The standardized residuals map from the OLS analysis shows no obvious spatial clustering of over/under predictions, most counties are within one standard deviation, residuals are randomly distributed across the study area. A visual check of the residual vs. predicted plot (Figure 5) visualizes the Koenker (BP) statistic, which rose to 0.057, residuals no longer show significant nonstationarity and that the model may meet OLS assumptions.

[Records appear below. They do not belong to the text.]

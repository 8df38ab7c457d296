use std::collections::HashMap;
use std::sync::{Arc, Mutex};

use chrono::Utc;

use crate::error::StoreError;
use crate::models::{
    Analytics, NewAnalytics, NewNote, NewUser, Note, NoteUpdate, User, UserUpdate,
};

/// In-memory repository for users, notes, and analytics.
///
/// Records are keyed by auto-incrementing ids starting at 1. A single mutex
/// guards all tables, so every operation is serialized; callers composing a
/// read with a later write (register's uniqueness pre-check) can still
/// interleave with other requests between the two calls.
///
/// Cloning is cheap and shares the underlying tables.
#[derive(Clone, Debug, Default)]
pub struct MemStorage {
    inner: Arc<Mutex<Tables>>,
}

#[derive(Debug, Default)]
struct Tables {
    users: HashMap<i64, User>,
    notes: HashMap<i64, Note>,
    analytics: HashMap<i64, Analytics>,
    user_seq: i64,
    note_seq: i64,
    analytics_seq: i64,
}

impl MemStorage {
    pub fn new() -> Self {
        Self::default()
    }

    /// Assigns the next user id and stores the record. Does not check email
    /// uniqueness; the caller pre-checks with [`Self::get_user_by_email`].
    pub async fn create_user(&self, data: NewUser) -> User {
        let mut tables = self.inner.lock().unwrap();
        tables.user_seq += 1;
        let user = User {
            id: tables.user_seq,
            email: data.email,
            password: data.password,
            name: data.name,
            is_email_verified: data.is_email_verified,
            email_verification_token: data.email_verification_token,
            twitter_token: None,
            google_token: None,
        };
        tables.users.insert(user.id, user.clone());
        user
    }

    pub async fn get_user(&self, id: i64) -> Option<User> {
        self.inner.lock().unwrap().users.get(&id).cloned()
    }

    /// Linear scan over the user table.
    pub async fn get_user_by_email(&self, email: &str) -> Option<User> {
        self.inner
            .lock()
            .unwrap()
            .users
            .values()
            .find(|u| u.email == email)
            .cloned()
    }

    /// Merges only the provided fields, leaving the rest untouched.
    pub async fn update_user(&self, id: i64, update: UserUpdate) -> Result<User, StoreError> {
        let mut tables = self.inner.lock().unwrap();
        let user = tables
            .users
            .get_mut(&id)
            .ok_or(StoreError::UserNotFound(id))?;
        if let Some(verified) = update.is_email_verified {
            user.is_email_verified = verified;
        }
        if let Some(token) = update.email_verification_token {
            user.email_verification_token = token;
        }
        Ok(user.clone())
    }

    /// Merges only the tokens that are `Some`; an absent token keeps the
    /// stored value.
    pub async fn update_user_tokens(
        &self,
        id: i64,
        twitter_token: Option<String>,
        google_token: Option<String>,
    ) -> Result<User, StoreError> {
        let mut tables = self.inner.lock().unwrap();
        let user = tables
            .users
            .get_mut(&id)
            .ok_or(StoreError::UserNotFound(id))?;
        if let Some(token) = twitter_token {
            user.twitter_token = Some(token);
        }
        if let Some(token) = google_token {
            user.google_token = Some(token);
        }
        Ok(user.clone())
    }

    /// Assigns the next note id, stamps `created_at`, and stores the record.
    /// `last_posted` starts as `None`.
    pub async fn create_note(&self, data: NewNote) -> Note {
        let mut tables = self.inner.lock().unwrap();
        tables.note_seq += 1;
        let note = Note {
            id: tables.note_seq,
            user_id: data.user_id,
            title: data.title,
            content: data.content,
            created_at: Utc::now(),
            schedule: data.schedule,
            last_posted: None,
        };
        tables.notes.insert(note.id, note.clone());
        note
    }

    pub async fn notes_by_user(&self, user_id: i64) -> Vec<Note> {
        let tables = self.inner.lock().unwrap();
        let mut notes: Vec<Note> = tables
            .notes
            .values()
            .filter(|n| n.user_id == user_id)
            .cloned()
            .collect();
        notes.sort_by_key(|n| n.id);
        notes
    }

    /// Shallow-merges the provided fields. `created_at` and `user_id` are
    /// never changed.
    pub async fn update_note(&self, id: i64, update: NoteUpdate) -> Result<Note, StoreError> {
        let mut tables = self.inner.lock().unwrap();
        let note = tables
            .notes
            .get_mut(&id)
            .ok_or(StoreError::NoteNotFound(id))?;
        if let Some(title) = update.title {
            note.title = title;
        }
        if let Some(content) = update.content {
            note.content = content;
        }
        if let Some(schedule) = update.schedule {
            note.schedule = schedule;
        }
        Ok(note.clone())
    }

    pub async fn delete_note(&self, id: i64) -> Result<(), StoreError> {
        let mut tables = self.inner.lock().unwrap();
        tables
            .notes
            .remove(&id)
            .map(|_| ())
            .ok_or(StoreError::NoteNotFound(id))
    }

    /// Assigns the next analytics id and stamps `timestamp` at insertion.
    pub async fn add_analytics(&self, data: NewAnalytics) -> Analytics {
        let mut tables = self.inner.lock().unwrap();
        tables.analytics_seq += 1;
        let entry = Analytics {
            id: tables.analytics_seq,
            note_id: data.note_id,
            impressions: data.impressions,
            engagements: data.engagements,
            timestamp: Utc::now(),
        };
        tables.analytics.insert(entry.id, entry.clone());
        entry
    }

    /// Entries for a note, newest first. The sort is stable, so entries with
    /// equal timestamps keep insertion order.
    pub async fn analytics_by_note(&self, note_id: i64) -> Vec<Analytics> {
        let tables = self.inner.lock().unwrap();
        let mut entries: Vec<Analytics> = tables
            .analytics
            .values()
            .filter(|a| a.note_id == note_id)
            .cloned()
            .collect();
        entries.sort_by_key(|a| a.id);
        entries.sort_by(|a, b| b.timestamp.cmp(&a.timestamp));
        entries
    }
}

#[cfg(test)]
mod tests {
    use super::*;
    use chrono::Duration;

    fn new_user(email: &str) -> NewUser {
        NewUser {
            email: email.to_string(),
            password: Some("hash.salt".to_string()),
            name: "Tester".to_string(),
            is_email_verified: false,
            email_verification_token: Some("token".to_string()),
        }
    }

    fn new_note(user_id: i64, title: &str) -> NewNote {
        NewNote {
            user_id,
            title: title.to_string(),
            content: "body".to_string(),
            schedule: None,
        }
    }

    #[tokio::test]
    async fn test_create_and_get_user() {
        let store = MemStorage::new();

        let created = store.create_user(new_user("a@x.com")).await;
        assert_eq!(created.id, 1);
        assert!(created.twitter_token.is_none());
        assert!(created.google_token.is_none());

        let by_id = store.get_user(1).await.unwrap();
        assert_eq!(by_id, created);

        let by_email = store.get_user_by_email("a@x.com").await.unwrap();
        assert_eq!(by_email.id, 1);

        assert!(store.get_user(2).await.is_none());
        assert!(store.get_user_by_email("b@x.com").await.is_none());
    }

    #[tokio::test]
    async fn test_user_ids_increment() {
        let store = MemStorage::new();

        let first = store.create_user(new_user("a@x.com")).await;
        let second = store.create_user(new_user("b@x.com")).await;
        assert_eq!(first.id, 1);
        assert_eq!(second.id, 2);
    }

    #[tokio::test]
    async fn test_update_user_merges_only_provided_fields() {
        let store = MemStorage::new();
        let user = store.create_user(new_user("a@x.com")).await;

        let updated = store
            .update_user(
                user.id,
                UserUpdate {
                    is_email_verified: Some(true),
                    email_verification_token: Some(None),
                },
            )
            .await
            .unwrap();
        assert!(updated.is_email_verified);
        assert!(updated.email_verification_token.is_none());
        assert_eq!(updated.email, "a@x.com");
        assert_eq!(updated.password, user.password);

        // An empty update changes nothing.
        let unchanged = store
            .update_user(user.id, UserUpdate::default())
            .await
            .unwrap();
        assert_eq!(unchanged, updated);

        assert_eq!(
            store.update_user(99, UserUpdate::default()).await,
            Err(StoreError::UserNotFound(99))
        );
    }

    #[tokio::test]
    async fn test_update_user_tokens_keeps_absent_tokens() {
        let store = MemStorage::new();
        let user = store.create_user(new_user("a@x.com")).await;

        let updated = store
            .update_user_tokens(user.id, Some("tw".to_string()), None)
            .await
            .unwrap();
        assert_eq!(updated.twitter_token.as_deref(), Some("tw"));
        assert!(updated.google_token.is_none());

        let updated = store
            .update_user_tokens(user.id, None, Some("gg".to_string()))
            .await
            .unwrap();
        assert_eq!(updated.twitter_token.as_deref(), Some("tw"));
        assert_eq!(updated.google_token.as_deref(), Some("gg"));

        assert_eq!(
            store.update_user_tokens(42, None, None).await,
            Err(StoreError::UserNotFound(42))
        );
    }

    #[tokio::test]
    async fn test_create_note_defaults() {
        let store = MemStorage::new();

        let note = store.create_note(new_note(7, "First")).await;
        assert_eq!(note.id, 1);
        assert_eq!(note.user_id, 7);
        assert!(note.schedule.is_none());
        assert!(note.last_posted.is_none());

        let provided = store
            .create_note(NewNote {
                schedule: Some(serde_json::json!({"frequency": "daily"})),
                ..new_note(7, "Second")
            })
            .await;
        assert_eq!(
            provided.schedule,
            Some(serde_json::json!({"frequency": "daily"}))
        );
    }

    #[tokio::test]
    async fn test_notes_by_user_filters_by_owner() {
        let store = MemStorage::new();

        store.create_note(new_note(1, "Mine")).await;
        store.create_note(new_note(2, "Theirs")).await;
        store.create_note(new_note(1, "Also mine")).await;

        let notes = store.notes_by_user(1).await;
        assert_eq!(notes.len(), 2);
        assert_eq!(notes[0].title, "Mine");
        assert_eq!(notes[1].title, "Also mine");

        assert!(store.notes_by_user(3).await.is_empty());
    }

    #[tokio::test]
    async fn test_update_note_preserves_untouched_fields() {
        let store = MemStorage::new();
        let note = store.create_note(new_note(1, "Original")).await;

        let updated = store
            .update_note(
                note.id,
                NoteUpdate {
                    title: Some("X".to_string()),
                    ..NoteUpdate::default()
                },
            )
            .await
            .unwrap();
        assert_eq!(updated.title, "X");
        assert_eq!(updated.content, note.content);
        assert_eq!(updated.user_id, note.user_id);
        assert_eq!(updated.created_at, note.created_at);

        // Explicit null clears the schedule.
        let cleared = store
            .update_note(
                note.id,
                NoteUpdate {
                    schedule: Some(None),
                    ..NoteUpdate::default()
                },
            )
            .await
            .unwrap();
        assert!(cleared.schedule.is_none());

        assert_eq!(
            store.update_note(99, NoteUpdate::default()).await,
            Err(StoreError::NoteNotFound(99))
        );
    }

    #[tokio::test]
    async fn test_delete_note() {
        let store = MemStorage::new();
        let note = store.create_note(new_note(1, "Doomed")).await;

        store.delete_note(note.id).await.unwrap();
        assert!(store.notes_by_user(1).await.is_empty());

        assert_eq!(
            store.delete_note(note.id).await,
            Err(StoreError::NoteNotFound(note.id))
        );
    }

    #[tokio::test]
    async fn test_analytics_sorted_newest_first() {
        let store = MemStorage::new();

        for (impressions, engagements) in [(120, 5), (230, 9), (450, 14)] {
            store
                .add_analytics(NewAnalytics {
                    note_id: 1,
                    impressions,
                    engagements,
                })
                .await;
        }
        store
            .add_analytics(NewAnalytics {
                note_id: 2,
                impressions: 999,
                engagements: 0,
            })
            .await;

        // Spread the timestamps out, out of order, to exercise the sort.
        {
            let mut tables = store.inner.lock().unwrap();
            let base = Utc::now();
            tables.analytics.get_mut(&1).unwrap().timestamp = base - Duration::hours(1);
            tables.analytics.get_mut(&2).unwrap().timestamp = base + Duration::hours(1);
            tables.analytics.get_mut(&3).unwrap().timestamp = base;
        }

        let entries = store.analytics_by_note(1).await;
        assert_eq!(entries.len(), 3);
        assert_eq!(entries[0].impressions, 230);
        assert_eq!(entries[1].impressions, 450);
        assert_eq!(entries[2].impressions, 120);
        assert!(entries.windows(2).all(|w| w[0].timestamp >= w[1].timestamp));
    }
}
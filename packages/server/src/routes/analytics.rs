use axum::{
    extract::{Path, State},
    Json,
};

use store::Analytics;

use crate::extract::CurrentUser;
use crate::state::AppState;

/// Impression/engagement entries for a note, newest first.
pub async fn by_note(
    _user: CurrentUser,
    State(state): State<AppState>,
    Path(note_id): Path<i64>,
) -> Json<Vec<Analytics>> {
    Json(state.store.analytics_by_note(note_id).await)
}
use anyhow::Result;

#[tokio::main]
async fn main() -> Result<()> {
    dotenvy::dotenv().ok();
    server::serve().await
}
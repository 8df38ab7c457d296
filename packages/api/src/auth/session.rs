//! Session data types.

/// Key under which the logged-in user's id is stored in the session.
pub const SESSION_USER_ID_KEY: &str = "user_id";
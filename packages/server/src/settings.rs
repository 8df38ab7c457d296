use config::{Config, ConfigError, Environment, File, FileFormat};
use serde::Deserialize;

#[derive(Debug, Deserialize)]
pub struct Server {
    pub host: String,
    pub port: u16,
}

#[derive(Debug, Deserialize)]
pub struct Session {
    /// Cookie max age and server-side inactivity expiry, in hours.
    pub hours: i64,
}

#[derive(Debug, Deserialize)]
pub struct Rephrase {
    pub url: String,
    pub key: String,
    pub model: String,
}

#[derive(Debug, Deserialize)]
pub struct Settings {
    pub server: Server,
    pub session: Session,
    pub rephrase: Rephrase,
}

impl Settings {
    pub fn new() -> Result<Self, ConfigError> {
        let config = Config::builder()
            .set_default("server.host", "127.0.0.1")?
            .set_default("server.port", 5000_i64)?
            .set_default("session.hours", 24_i64)?
            .set_default("rephrase.url", "https://api.openai.com/v1")?
            .set_default("rephrase.key", "")?
            .set_default("rephrase.model", "gpt-4o")?
            .add_source(
                File::with_name("config.toml")
                    .format(FileFormat::Toml)
                    .required(false),
            )
            .add_source(Environment::default().separator("_"))
            .build()?;

        config.try_deserialize()
    }
}
use axum::{extract::FromRequestParts, http::request::Parts};
use tower_sessions::Session;

use api::auth::SESSION_USER_ID_KEY;
use store::User;

use crate::error::ApiError;
use crate::state::AppState;

/// The authenticated user for the current request, resolved from the session.
///
/// A missing session, a session without a user id, or an id that no longer
/// resolves to a user all reject with 401; session read errors are treated as
/// an anonymous request rather than a server failure.
pub struct CurrentUser(pub User);

impl FromRequestParts<AppState> for CurrentUser {
    type Rejection = ApiError;

    async fn from_request_parts(
        parts: &mut Parts,
        state: &AppState,
    ) -> Result<Self, Self::Rejection> {
        let session = Session::from_request_parts(parts, state)
            .await
            .map_err(|_| ApiError::unauthorized())?;

        let user_id: Option<i64> = session.get(SESSION_USER_ID_KEY).await.unwrap_or(None);
        let user_id = user_id.ok_or_else(ApiError::unauthorized)?;

        let user = state
            .store
            .get_user(user_id)
            .await
            .ok_or_else(ApiError::unauthorized)?;

        Ok(CurrentUser(user))
    }
}
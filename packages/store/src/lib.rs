pub mod models;

mod error;
mod memory;

pub use error::StoreError;
pub use memory::MemStorage;
pub use models::{
    Analytics, NewAnalytics, NewNote, NewUser, Note, NoteUpdate, User, UserInfo, UserUpdate,
};
use axum::{
    http::StatusCode,
    response::{IntoResponse, Response},
    Json,
};
use serde_json::json;
use thiserror::Error;

use api::auth::PasswordError;
use api::RephraseError;
use store::StoreError;

/// API failure taxonomy. Every variant maps to a fixed status code and a JSON
/// body of the form `{"message": ...}`.
#[derive(Debug, Error)]
pub enum ApiError {
    #[error("{0}")]
    Unauthorized(&'static str),

    #[error("{0}")]
    Validation(String),

    #[error("{0}")]
    Conflict(String),

    #[error("{0}")]
    NotFound(String),

    #[error("Failed to rephrase content. Please try again later.")]
    Upstream(#[from] RephraseError),

    #[error("Internal server error")]
    Internal(#[from] anyhow::Error),
}

impl ApiError {
    pub fn unauthorized() -> Self {
        ApiError::Unauthorized("Unauthorized")
    }
}

impl From<StoreError> for ApiError {
    fn from(err: StoreError) -> Self {
        match err {
            StoreError::UserNotFound(_) => ApiError::NotFound("User not found".into()),
            StoreError::NoteNotFound(_) => ApiError::NotFound("Note not found".into()),
        }
    }
}

impl From<PasswordError> for ApiError {
    fn from(err: PasswordError) -> Self {
        ApiError::Internal(err.into())
    }
}

impl From<tower_sessions::session::Error> for ApiError {
    fn from(err: tower_sessions::session::Error) -> Self {
        ApiError::Internal(err.into())
    }
}

impl IntoResponse for ApiError {
    fn into_response(self) -> Response {
        let status = match &self {
            ApiError::Unauthorized(_) => StatusCode::UNAUTHORIZED,
            ApiError::Validation(_) | ApiError::Conflict(_) => StatusCode::BAD_REQUEST,
            ApiError::NotFound(_) => StatusCode::NOT_FOUND,
            ApiError::Upstream(_) | ApiError::Internal(_) => StatusCode::INTERNAL_SERVER_ERROR,
        };

        if status.is_server_error() {
            tracing::error!(error = ?self, "request failed");
        }

        (status, Json(json!({ "message": self.to_string() }))).into_response()
    }
}

#[cfg(test)]
mod tests {
    use super::*;

    #[test]
    fn store_not_found_maps_to_404() {
        let err: ApiError = StoreError::NoteNotFound(3).into();
        let response = err.into_response();
        assert_eq!(response.status(), StatusCode::NOT_FOUND);
    }

    #[test]
    fn upstream_message_is_fixed() {
        let err = ApiError::Upstream(RephraseError::Malformed);
        assert_eq!(
            err.to_string(),
            "Failed to rephrase content. Please try again later."
        );
    }
}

Figure 5: Residuals vs. Predicted Plot from OLS
Figure 5: Histogram of Standardized Residuals from Ordinary Least Squares report
Additionally, the histogram of standardized residuals (figure 5) follows a normal distribution. These patterns, along with a Koenker (BP) p-value above 0.05, suggest the model meets the assumptions of stationarity and homoscedasticity. Since there is no significant spatial dependence in the residuals, a Geographically Weighted Regression (GWR) model is not warranted. Therefore, the OLS model is appropriate and sufficient for interpreting the relationships between explanatory variables and the dependent variable in this analysis.
Mississippi consistently ranks among the states with the highest firearm fatality rates. This analysis identified county-level socioeconomic and health-related factors associated with this pattern. Exploratory regression revealed that the percentage of adults reporting fair or poor health was the strongest explanatory variable, positively associated with firearm fatalities in over 93% of all models. The percentage of children living below the poverty line also showed a strong, positive association. Interestingly, the percentage of adults reporting excessive drinking was negatively correlated with firearm fatalities—an unexpected finding that may warrant further investigation to understand the underlying dynamics.
Selected explanatory variables, including the GINI index, mental health provider access, and disconnected youth rates, were not found to be significant predictors in this context. The study is limited by missing data in approximately 10% of counties, potentially influencing the model’s ability to generalize across the entire state. Additionally, relevant variables may not have been included in this analysis as indicated by adjusted R-squared value 0.44.
While the results successfully highlight some key predictors of firearm fatalities in Mississippi, future research should explore more comprehensive datasets and investigate potential spatial variability or better explanatory variables that might improve the model.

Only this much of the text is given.